#### EXERCISE PROMPT
What is the number of lines in these entries that include "limited"? Write that number and no other text.

Stored data:
----------------------------------------

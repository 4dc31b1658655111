use std::sync::Arc;

use dashmap::DashMap;
use serenity::all::{ChannelId, GuildId};
use tokio::sync::Mutex;
use tracing::{error, info, warn};

use crate::bot::error::Error;
use crate::constants::platforms;
use crate::platform::{Platform, PlatformError, VoiceChannelSpec};
use crate::services::channels::naming::{self, NamingRules};
use crate::services::channels::registry::{ChannelRegistry, TemporaryChannel};
use crate::utils::permissions::{self, Requester};

/// What the requester asked for
#[derive(Debug, Clone)]
pub enum ProvisionRequest {
    /// Interactive setup: platform, game and a raw "max users" field
    Gaming {
        platform: String,
        game: String,
        max_users: Option<String>,
    },
    /// `/create-voice` with an optional custom name
    Simple { name: Option<String> },
}

#[derive(Debug, Clone, PartialEq, Eq)]
pub struct ProvisionedChannel {
    pub channel_id: ChannelId,
    pub name: String,
    pub platform: Option<String>,
    pub game: Option<String>,
    pub user_limit: Option<u32>,
    pub room_number: Option<u64>,
}

/// Everything derived from a request before the platform is involved
struct Draft {
    name: String,
    category_name: String,
    platform: Option<String>,
    game: Option<String>,
    user_limit: Option<u32>,
    room_number: Option<u64>,
}

pub struct ChannelProvisioner {
    registry: Arc<ChannelRegistry>,
    platform: Arc<dyn Platform>,
    rules: NamingRules,
    temp_category_name: String,
    /// Last room number handed out per (guild, platform label)
    room_counters: DashMap<(GuildId, String), u64>,
    /// Serializes category lookups so concurrent requests don't create duplicates
    category_lock: Mutex<()>,
}

impl ChannelProvisioner {
    pub fn new(
        registry: Arc<ChannelRegistry>,
        platform: Arc<dyn Platform>,
        rules: NamingRules,
        temp_category_name: String,
    ) -> Self {
        Self {
            registry,
            platform,
            rules,
            temp_category_name,
            room_counters: DashMap::new(),
            category_lock: Mutex::new(()),
        }
    }

    /// Next room number for a platform label; starts at 1 and is never reused
    pub fn next_room_number(&self, guild_id: GuildId, platform: &str) -> u64 {
        let mut counter = self
            .room_counters
            .entry((guild_id, platform.to_string()))
            .or_insert(0);
        *counter += 1;
        *counter
    }

    /// Create a temporary channel for `requester` and start tracking it.
    ///
    /// The caller is expected to have checked [`permissions::can_provision`].
    pub async fn provision(
        &self,
        guild_id: GuildId,
        requester: &Requester,
        request: ProvisionRequest,
    ) -> Result<ProvisionedChannel, Error> {
        let draft = self.draft(guild_id, requester, request);
        let category = self.resolve_category(guild_id, &draft.category_name).await;

        let spec = VoiceChannelSpec {
            name: draft.name.clone(),
            category,
            overwrites: permissions::temp_channel_overwrites(guild_id, requester.user_id),
            user_limit: draft.user_limit,
            reason: format!("Temporary voice channel created by {}", requester.display_name),
        };

        let channel_id = match self.platform.create_voice_channel(guild_id, spec).await {
            Ok(id) => id,
            Err(PlatformError::PermissionDenied) => {
                error!("No permission to create voice channels in guild {}", guild_id);
                return Err(Error::PermissionDenied("create voice channels".to_string()));
            }
            Err(e) => {
                error!("Error creating voice channel in guild {}: {}", guild_id, e);
                return Err(Error::ProvisionFailed(e));
            }
        };

        let mut entry =
            TemporaryChannel::new(channel_id, guild_id, requester.user_id, draft.name.clone());
        entry.platform = draft.platform.clone();
        entry.game = draft.game.clone();
        entry.room_number = draft.room_number;
        self.registry.register(entry);

        info!(
            "Created temporary voice channel {} ({}) for user {}",
            draft.name, channel_id, requester.user_id
        );

        Ok(ProvisionedChannel {
            channel_id,
            name: draft.name,
            platform: draft.platform,
            game: draft.game,
            user_limit: draft.user_limit,
            room_number: draft.room_number,
        })
    }

    fn draft(&self, guild_id: GuildId, requester: &Requester, request: ProvisionRequest) -> Draft {
        match request {
            ProvisionRequest::Gaming {
                platform,
                game,
                max_users,
            } => {
                let user_limit = naming::parse_user_limit(max_users.as_deref());
                let platform = self.rules.sanitize(&platform);
                let game = self.rules.sanitize(&game);
                let room_number = self.next_room_number(guild_id, &platform);

                Draft {
                    name: naming::gaming_channel_name(
                        room_number,
                        &game,
                        &requester.display_name,
                    ),
                    category_name: platforms::category_name(&platform),
                    platform: Some(platform),
                    game: Some(game),
                    user_limit: Some(user_limit),
                    room_number: Some(room_number),
                }
            }
            ProvisionRequest::Simple { name } => {
                let raw = name
                    .filter(|n| !n.trim().is_empty())
                    .unwrap_or_else(|| naming::simple_channel_name(&requester.display_name));

                Draft {
                    name: self.rules.sanitize(&raw),
                    category_name: self.temp_category_name.clone(),
                    platform: None,
                    game: None,
                    user_limit: None,
                    room_number: None,
                }
            }
        }
    }

    /// Find or create the category; failures leave the channel uncategorized
    async fn resolve_category(&self, guild_id: GuildId, name: &str) -> Option<ChannelId> {
        let _guard = self.category_lock.lock().await;

        let reason = format!("Category for {}", name);
        match self
            .platform
            .resolve_or_create_category(guild_id, name, &reason)
            .await
        {
            Ok(id) => Some(id),
            Err(PlatformError::PermissionDenied) => {
                error!("No permission to create category {} in guild {}", name, guild_id);
                None
            }
            Err(e) => {
                warn!("Error resolving category {} in guild {}: {}", name, guild_id, e);
                None
            }
        }
    }
}

#[cfg(test)]
mod tests {
    use serenity::all::{Permissions, UserId};

    use super::*;
    use crate::platform::mock::{Call, MockPlatform};

    const GUILD: GuildId = GuildId::new(1);

    fn setup() -> (Arc<ChannelRegistry>, Arc<MockPlatform>, ChannelProvisioner) {
        let registry = Arc::new(ChannelRegistry::new());
        let platform = Arc::new(MockPlatform::new());
        let provisioner = ChannelProvisioner::new(
            registry.clone(),
            platform.clone(),
            NamingRules {
                max_length: 50,
                default_label: "Temporary Channel".to_string(),
            },
            "Temporary Channels".to_string(),
        );
        (registry, platform, provisioner)
    }

    fn requester(id: u64, name: &str) -> Requester {
        Requester {
            user_id: UserId::new(id),
            display_name: name.to_string(),
            permissions: Permissions::CONNECT | Permissions::SPEAK,
            voice_channel: Some(ChannelId::new(5)),
        }
    }

    fn gaming(platform: &str, game: &str, max_users: Option<&str>) -> ProvisionRequest {
        ProvisionRequest::Gaming {
            platform: platform.to_string(),
            game: game.to_string(),
            max_users: max_users.map(str::to_string),
        }
    }

    fn created_specs(platform: &MockPlatform) -> Vec<VoiceChannelSpec> {
        platform
            .calls()
            .into_iter()
            .filter_map(|c| match c {
                Call::CreateVoiceChannel(spec) => Some(spec),
                _ => None,
            })
            .collect()
    }

    #[tokio::test]
    async fn test_gaming_channel_clamps_limit_and_registers_owner() {
        let (registry, platform, provisioner) = setup();

        let channel = provisioner
            .provision(GUILD, &requester(1, "U1"), gaming("PC", "Dota2", Some("150")))
            .await
            .unwrap();

        assert_eq!(channel.user_limit, Some(99));
        assert_eq!(channel.name, "#1 - Dota2's U1");
        assert_eq!(registry.lookup_owner(channel.channel_id), Some(UserId::new(1)));

        let specs = created_specs(&platform);
        assert_eq!(specs.len(), 1);
        assert_eq!(specs[0].user_limit, Some(99));
        assert_eq!(specs[0].overwrites.len(), 2);
        assert!(specs[0].category.is_some());
    }

    #[tokio::test]
    async fn test_room_numbers_increase_per_platform() {
        let (registry, _platform, provisioner) = setup();
        let user = requester(1, "U1");

        let first = provisioner.provision(GUILD, &user, gaming("PC", "Dota2", None)).await.unwrap();
        registry.unregister(first.channel_id);
        let second = provisioner.provision(GUILD, &user, gaming("PC", "LOL", None)).await.unwrap();
        let mobile = provisioner.provision(GUILD, &user, gaming("Mobile", "MLBB", None)).await.unwrap();
        let third = provisioner.provision(GUILD, &user, gaming("PC", "Valorant", None)).await.unwrap();

        assert_eq!(first.room_number, Some(1));
        assert_eq!(second.room_number, Some(2));
        assert_eq!(third.room_number, Some(3));
        assert_eq!(mobile.room_number, Some(1));
    }

    #[tokio::test]
    async fn test_category_reused_by_name() {
        let (_registry, platform, provisioner) = setup();
        platform.add_category("🎮 PC Gaming", ChannelId::new(77));
        let user = requester(1, "U1");

        provisioner.provision(GUILD, &user, gaming("PC", "Dota2", None)).await.unwrap();
        provisioner.provision(GUILD, &user, gaming("Console", "Halo", None)).await.unwrap();
        provisioner.provision(GUILD, &user, gaming("Console", "Halo", None)).await.unwrap();

        let specs = created_specs(&platform);
        assert_eq!(specs[0].category, Some(ChannelId::new(77)));
        assert_eq!(specs[1].category, specs[2].category);

        let created: Vec<String> = platform
            .calls()
            .into_iter()
            .filter_map(|c| match c {
                Call::CreateCategory(name) => Some(name),
                _ => None,
            })
            .collect();
        assert_eq!(created, vec!["🎮 Console Gaming".to_string()]);
    }

    #[tokio::test]
    async fn test_default_limit_for_missing_or_bad_input() {
        let (_registry, _platform, provisioner) = setup();
        let user = requester(1, "U1");

        let blank = provisioner.provision(GUILD, &user, gaming("PC", "a", None)).await.unwrap();
        let junk = provisioner.provision(GUILD, &user, gaming("PC", "a", Some("xx"))).await.unwrap();
        let low = provisioner.provision(GUILD, &user, gaming("PC", "a", Some("1"))).await.unwrap();

        assert_eq!(blank.user_limit, Some(10));
        assert_eq!(junk.user_limit, Some(10));
        assert_eq!(low.user_limit, Some(2));
    }

    #[tokio::test]
    async fn test_simple_channel_uses_sanitized_default_name() {
        let (registry, platform, provisioner) = setup();

        let channel = provisioner
            .provision(GUILD, &requester(2, "bob"), ProvisionRequest::Simple { name: None })
            .await
            .unwrap();

        assert_eq!(channel.name, "bobs Channel");
        assert_eq!(channel.user_limit, None);
        assert!(registry.is_owner(channel.channel_id, UserId::new(2)));
        assert!(platform
            .calls()
            .iter()
            .any(|c| matches!(c, Call::CreateCategory(name) if name == "Temporary Channels")));
    }

    #[tokio::test]
    async fn test_simple_channel_custom_name() {
        let (_registry, _platform, provisioner) = setup();

        let channel = provisioner
            .provision(
                GUILD,
                &requester(2, "bob"),
                ProvisionRequest::Simple {
                    name: Some("!!!".to_string()),
                },
            )
            .await
            .unwrap();

        assert_eq!(channel.name, "Temporary Channel");
    }

    #[tokio::test]
    async fn test_category_failure_creates_uncategorized_channel() {
        let (registry, platform, provisioner) = setup();
        platform.fail_category(PlatformError::PermissionDenied);

        let channel = provisioner
            .provision(GUILD, &requester(1, "U1"), gaming("Xbox", "Halo", None))
            .await
            .unwrap();

        let specs = created_specs(&platform);
        assert_eq!(specs.len(), 1);
        assert_eq!(specs[0].category, None);
        assert_eq!(registry.lookup_owner(channel.channel_id), Some(UserId::new(1)));
    }

    #[tokio::test]
    async fn test_permission_denied_leaves_registry_untouched() {
        let (registry, platform, provisioner) = setup();
        platform.fail_create(PlatformError::PermissionDenied);

        let result = provisioner
            .provision(GUILD, &requester(1, "U1"), gaming("PC", "Dota2", None))
            .await;

        assert!(matches!(result, Err(Error::PermissionDenied(_))));
        assert!(registry.is_empty());
    }

    #[tokio::test]
    async fn test_other_failures_are_provision_failed() {
        let (registry, platform, provisioner) = setup();
        platform.fail_create(PlatformError::Other("rate limited".to_string()));

        let result = provisioner
            .provision(GUILD, &requester(1, "U1"), ProvisionRequest::Simple { name: None })
            .await;

        match result {
            Err(Error::ProvisionFailed(cause)) => {
                assert_eq!(cause, PlatformError::Other("rate limited".to_string()))
            }
            other => panic!("unexpected result: {:?}", other),
        }
        assert!(registry.is_empty());
    }
}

----------------------------------------

#### YOUR SOLUTION
2